Dermatology MCQ - Viral Infections - Hepatitis B
A 35-year-old man presents with a sudden onset of urticarial lesions, arthralgia, and fever. Physical examination reveals non-blanching, palpable purpura on his lower extremities. Laboratory studies show elevated transaminases (AST 250 U/L, ALT 300 U/L) and a positive hepatitis B surface antigen (HBsAg). Hepatitis B
9/4/20252 min read
A 35-year-old man presents with a sudden onset of urticarial lesions, arthralgia, and fever. Physical examination reveals non-blanching, palpable purpura on his lower extremities. Laboratory studies show elevated transaminases (AST 250 U/L, ALT 300 U/L) and a positive hepatitis B surface antigen (HBsAg). Skin biopsy demonstrates leukocytoclastic vasculitis with deposition of immune complexes. Which of the following is the most likely underlying immunologic mechanism for this cutaneous manifestation?

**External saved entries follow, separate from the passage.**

//! 客户端传输服务
//!
//! 包含:
//! - 传输无关的会话循环（字节 -> 模拟器，对局事件 -> 模拟器）
//! - TCP 服务（中性 UART，自动识别协议）
//! - BLE GATT 与 RFCOMM（需启用 `bluetooth` feature）
//!
//! 每个客户端一个写任务；积压的局面推送合并为最新局面。

#[cfg(feature = "bluetooth")]
pub mod bluetooth;

use std::sync::Arc;
use std::time::Duration;

use centaur_emulators::{EmulatorContext, MessageSink, Outbound, Protocol, Session};
use centaur_protocol::{
    BoardControl, Connection, GameEvent, Listener, ProtocolError, RawReader, RawWriter, TcpListener,
    TransportType, READ_CHUNK_SIZE,
};
use tokio::io::{AsyncRead, AsyncWrite};
use tokio::sync::broadcast::error::{RecvError, TryRecvError};
use tokio::sync::mpsc;
use tracing::{debug, info, warn};

use crate::error::Result;
use crate::game::GameHandle;

/// accept 失败后的等待
const ACCEPT_BACKOFF: Duration = Duration::from_millis(500);

/// 会话所需的共享依赖
#[derive(Clone)]
pub struct ServerContext {
    pub board: Arc<dyn BoardControl>,
    pub game: GameHandle,
}

impl ServerContext {
    pub fn new(board: Arc<dyn BoardControl>, game: GameHandle) -> Self {
        Self { board, game }
    }
}

/// 合并一批事件：只保留最后一个携带局面的事件，其余事件保持顺序
pub fn coalesce_positions(events: Vec<GameEvent>) -> Vec<GameEvent> {
    let last = events.iter().rposition(|e| e.position_fen().is_some());
    events
        .into_iter()
        .enumerate()
        .filter(|(i, e)| e.position_fen().is_none() || Some(*i) == last)
        .map(|(_, e)| e)
        .collect()
}

/// 单个客户端的会话循环，`incoming` 关闭即视为断开
///
/// `fixed` 为空时自动识别协议；识别成功（或固定协议会话开始）时通知协调器接管。
pub async fn run_session(
    ctx: ServerContext,
    fixed: Option<Protocol>,
    sink: MessageSink,
    mut incoming: mpsc::UnboundedReceiver<Vec<u8>>,
    label: &str,
) {
    let emulator_ctx = EmulatorContext::new(ctx.board.clone(), sink);
    let mut session = match fixed {
        Some(protocol) => Session::fixed(protocol, emulator_ctx),
        None => Session::detecting(emulator_ctx),
    };
    session.set_position(&ctx.game.fen());
    let mut events = ctx.game.subscribe();

    let mut connected = session.protocol();
    if let Some(protocol) = connected {
        ctx.game.client_connected(&protocol.to_string());
    }
    info!("客户端 {} 会话开始", label);

    loop {
        tokio::select! {
            bytes = incoming.recv() => {
                let Some(bytes) = bytes else {
                    break;
                };
                debug!("{} <- {:02x?}", label, bytes);
                if let Some(protocol) = session.feed_bytes(&bytes) {
                    if connected.is_none() {
                        connected = Some(protocol);
                        ctx.game.client_connected(&protocol.to_string());
                    }
                }
            }
            event = events.recv() => match event {
                Ok(first) => {
                    let mut batch = vec![first];
                    loop {
                        match events.try_recv() {
                            Ok(event) => batch.push(event),
                            Err(TryRecvError::Lagged(_)) => continue,
                            Err(_) => break,
                        }
                    }
                    for event in coalesce_positions(batch) {
                        session.on_game_event(&event);
                    }
                }
                Err(RecvError::Lagged(skipped)) => {
                    warn!("客户端 {} 落后 {} 个事件，重新同步局面", label, skipped);
                    session.set_position(&ctx.game.fen());
                }
                Err(RecvError::Closed) => break,
            }
        }
    }

    session.close();
    if let Some(protocol) = connected {
        ctx.game.client_disconnected(&protocol.to_string());
    }
    info!("客户端 {} 会话结束", label);
}

/// 以字节流承载的会话（TCP、RFCOMM）
pub async fn serve_stream<R, W>(
    ctx: ServerContext,
    fixed: Option<Protocol>,
    mut reader: RawReader<R>,
    mut writer: RawWriter<W>,
    label: String,
) where
    R: AsyncRead + Unpin + Send + 'static,
    W: AsyncWrite + Unpin + Send + 'static,
{
    let (out_tx, mut out_rx) = mpsc::unbounded_channel::<Outbound>();
    let sink: MessageSink = Arc::new(move |message| {
        let _ = out_tx.send(message);
    });

    let writer_label = label.clone();
    let writer_task = tokio::spawn(async move {
        while let Some(message) = out_rx.recv().await {
            if let Err(e) = writer.write_bytes(&message.bytes).await {
                warn!("写入客户端 {} 失败: {}", writer_label, e);
                break;
            }
        }
    });

    let (in_tx, in_rx) = mpsc::unbounded_channel();
    let reader_label = label.clone();
    let reader_task = tokio::spawn(async move {
        let mut buf = [0u8; READ_CHUNK_SIZE];
        loop {
            match reader.read_chunk(&mut buf).await {
                Ok(n) => {
                    if in_tx.send(buf[..n].to_vec()).is_err() {
                        break;
                    }
                }
                Err(ProtocolError::ConnectionClosed) => {
                    debug!("客户端 {} 关闭连接", reader_label);
                    break;
                }
                Err(e) => {
                    warn!("读取客户端 {} 失败: {}", reader_label, e);
                    break;
                }
            }
        }
    });

    run_session(ctx, fixed, sink, in_rx, &label).await;
    reader_task.abort();
    writer_task.abort();
}

// ============================================================================
// TCP
// ============================================================================

/// TCP 客户端服务
pub struct TcpServer {
    listener: TcpListener,
    ctx: ServerContext,
    protocol: Option<Protocol>,
}

impl TcpServer {
    /// `protocol` 为空时每个连接自动识别
    pub async fn bind(addr: &str, ctx: ServerContext, protocol: Option<Protocol>) -> Result<Self> {
        let listener = TcpListener::bind(addr).await?;
        info!(
            "TCP 客户端服务监听 {}",
            listener.local_addr().unwrap_or_else(|| addr.to_string())
        );
        Ok(Self {
            listener,
            ctx,
            protocol,
        })
    }

    pub fn local_addr(&self) -> Option<String> {
        self.listener.local_addr()
    }

    pub async fn run(mut self) -> Result<()> {
        loop {
            let conn = match self.listener.accept().await {
                Ok(conn) => conn,
                Err(e) => {
                    warn!("接受连接失败: {}", e);
                    tokio::time::sleep(ACCEPT_BACKOFF).await;
                    continue;
                }
            };
            let label = format!("{}:{}", TransportType::Tcp, conn.peer_addr().unwrap_or_default());
            info!("新客户端连接: {}", label);
            let (reader, writer) = conn.split();
            tokio::spawn(serve_stream(
                self.ctx.clone(),
                self.protocol,
                reader,
                writer,
                label,
            ));
        }
    }
}

#[cfg(test)]
mod tests {
    use super::*;
    use crate::game::{CoordinatorConfig, GameCoordinator, GameSetup};
    use crate::player::HumanPlayer;
    use centaur_protocol::{parity, Connector, Occupancy, RecordingBoard, Side, TcpConnector};

    const WAIT: Duration = Duration::from_secs(2);

    fn coordinator() -> (ServerContext, tokio::task::JoinHandle<Result<()>>) {
        let board = Arc::new(RecordingBoard::new(Occupancy::STARTING));
        let setup = GameSetup {
            white: Box::new(HumanPlayer::new("white")),
            black: Box::new(HumanPlayer::new("black")),
            time_control: None,
            initial_fen: None,
        };
        let coordinator =
            GameCoordinator::new(setup, board.clone(), CoordinatorConfig::default()).unwrap();
        let handle = coordinator.handle();
        let task = tokio::spawn(coordinator.run());
        (ServerContext::new(board, handle), task)
    }

    async fn wait_for(
        events: &mut tokio::sync::broadcast::Receiver<GameEvent>,
        pred: impl Fn(&GameEvent) -> bool,
    ) -> GameEvent {
        tokio::time::timeout(WAIT, async {
            loop {
                match events.recv().await {
                    Ok(event) if pred(&event) => return event,
                    Ok(_) | Err(RecvError::Lagged(_)) => continue,
                    Err(RecvError::Closed) => panic!("closed"),
                }
            }
        })
        .await
        .expect("timed out")
    }

    #[test]
    fn test_coalesce_keeps_latest_position() {
        let events = vec![
            GameEvent::MoveAccepted {
                uci: "e2e4".into(),
                san: "e4".into(),
                fen: "a".into(),
            },
            GameEvent::Status {
                message: "x".into(),
            },
            GameEvent::MoveAccepted {
                uci: "e7e5".into(),
                san: "e5".into(),
                fen: "b".into(),
            },
            GameEvent::Turn {
                side: Side::White,
                fen: "b".into(),
            },
        ];
        let merged = coalesce_positions(events);
        assert_eq!(merged.len(), 3);
        assert_eq!(merged[0], GameEvent::Status { message: "x".into() });
        assert_eq!(merged[1].position_fen(), Some("b"));
        assert!(matches!(merged[2], GameEvent::Turn { .. }));
    }

    #[test]
    fn test_coalesce_without_positions() {
        let events = vec![GameEvent::KingsInCenter, GameEvent::CorrectionExited];
        assert_eq!(coalesce_positions(events.clone()), events);
        assert!(coalesce_positions(Vec::new()).is_empty());
    }

    #[tokio::test]
    async fn test_tcp_client_detected_as_millennium() {
        let (ctx, game_task) = coordinator();
        let mut events = ctx.game.subscribe();
        let game = ctx.game.clone();
        let server = TcpServer::bind("127.0.0.1:0", ctx, None).await.unwrap();
        let addr = server.local_addr().unwrap();
        let server_task = tokio::spawn(server.run());

        let mut client = TcpConnector.connect(&addr).await.unwrap();
        let version_request = parity::encode_message("V");
        client.send(&version_request).await.unwrap();
        client.send(&version_request).await.unwrap();

        let expected = parity::encode_message("v3130");
        let mut received = Vec::new();
        let mut buf = [0u8; 256];
        tokio::time::timeout(WAIT, async {
            while !received.windows(expected.len()).any(|w| w == expected.as_slice()) {
                let n = client.recv(&mut buf).await.unwrap();
                received.extend_from_slice(&buf[..n]);
            }
        })
        .await
        .expect("no version reply");

        let connected = wait_for(&mut events, |e| matches!(e, GameEvent::ClientConnected { .. })).await;
        assert_eq!(
            connected,
            GameEvent::ClientConnected {
                protocol: "millennium".into(),
                side: Side::Black
            }
        );

        drop(client);
        wait_for(&mut events, |e| matches!(e, GameEvent::ClientDisconnected { .. })).await;

        server_task.abort();
        game.shutdown();
        game_task.await.unwrap().unwrap();
    }

    #[tokio::test]
    async fn test_fixed_protocol_connects_immediately() {
        let (ctx, game_task) = coordinator();
        let mut events = ctx.game.subscribe();
        let game = ctx.game.clone();
        let (tx, rx) = mpsc::unbounded_channel();
        let sink: MessageSink = Arc::new(|_| {});
        let session = tokio::spawn({
            let ctx = ctx.clone();
            async move { run_session(ctx, Some(Protocol::Pegasus), sink, rx, "test").await }
        });

        let connected = wait_for(&mut events, |e| matches!(e, GameEvent::ClientConnected { .. })).await;
        assert_eq!(
            connected,
            GameEvent::ClientConnected {
                protocol: "pegasus".into(),
                side: Side::Black
            }
        );
        drop(tx);
        session.await.unwrap();
        wait_for(&mut events, |e| matches!(e, GameEvent::ClientDisconnected { .. })).await;

        game.shutdown();
        game_task.await.unwrap().unwrap();
    }
}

A) Direct viral infection of endothelial cells
B) Type I hypersensitivity reaction
C) Immune complex-mediated vasculitis
D) Autoantibodies targeting skin antigens
E) Cryoglobulin precipitation
Correct Answer: C) Immune complex-mediated vasculitis
Explanation
This presentation is classic for hepatitis B virus (HBV)-associated polyarteritis nodosa (PAN), a systemic vasculitis that commonly involves the skin.
Key Clinical Features:
Constitutional Symptoms: Fever, arthralgia, myalgia.
Cutaneous Findings: Palpable purpura (due to vasculitis), livedo reticularis, subcutaneous nodules, and ulcerations.
Hepatitis B Serology: Positive HBsAg indicates active HBV infection.
Systemic Involvement: Can affect nerves (mononeuritis multiplex), kidneys, gastrointestinal tract, and cardiovascular system.
Pathogenesis:
Immune Complex Deposition: HBV infection leads to formation of antigen-antibody complexes (HBsAg-anti-HBs). These complexes deposit in small- to medium-sized arteries, activating complement and attracting neutrophils.
Leukocytoclastic Vasculitis: The biopsy finding of neutrophilic infiltration, fibrinoid necrosis, and leukocytoclasis is characteristic of immune complex-mediated vasculitis.
Timing: Typically occurs in the early stages of HBV infection (within first 6 months).
Why Not the Other Options?
(A) Direct viral infection of endothelial cells: HBV does not directly infect endothelial cells; vasculitis is immune-mediated.
(B) Type I hypersensitivity: Involves IgE and mast cells (e.g., urticaria, anaphylaxis), not purpura or vasculitis.
(D) Autoantibodies targeting skin antigens: Seen in autoimmune blistering diseases (e.g., pemphigus), not HBV-associated vasculitis.
(E) Cryoglobulin precipitation: HBV can cause cryoglobulinemic vasculitis (type III cryoglobulinemia), which may present similarly. However, the classic description here (systemic symptoms, HBsAg positivity, biopsy findings) is more specific for PAN. Cryoglobulinemia typically involves type II/III cryoglobulins and may have rheumatoid factor positivity.
Management:
Antiviral therapy: Entecavir or tenofovir to control HBV replication.
Immunosuppression: Corticosteroids ± cyclophosphamide for severe vasculitis, but must be combined with antivirals to prevent HBV flare.
Plasma exchange: For severe cases to remove immune complexes.
Prognosis:
With antiviral therapy, outcomes have improved significantly. Without treatment, HBV-PAN has high mortality due to renal, gastrointestinal, or cardiac involvement.
Note: HBV can also cause other skin manifestations, including:
Urticaria (in prodromal phase of acute hepatitis).
Gianotti-Crosti syndrome (papular acrodermatitis of childhood).
Lichen planus (associated with chronic HBV).
Cryoglobulinemic vasculitis (less common than PAN).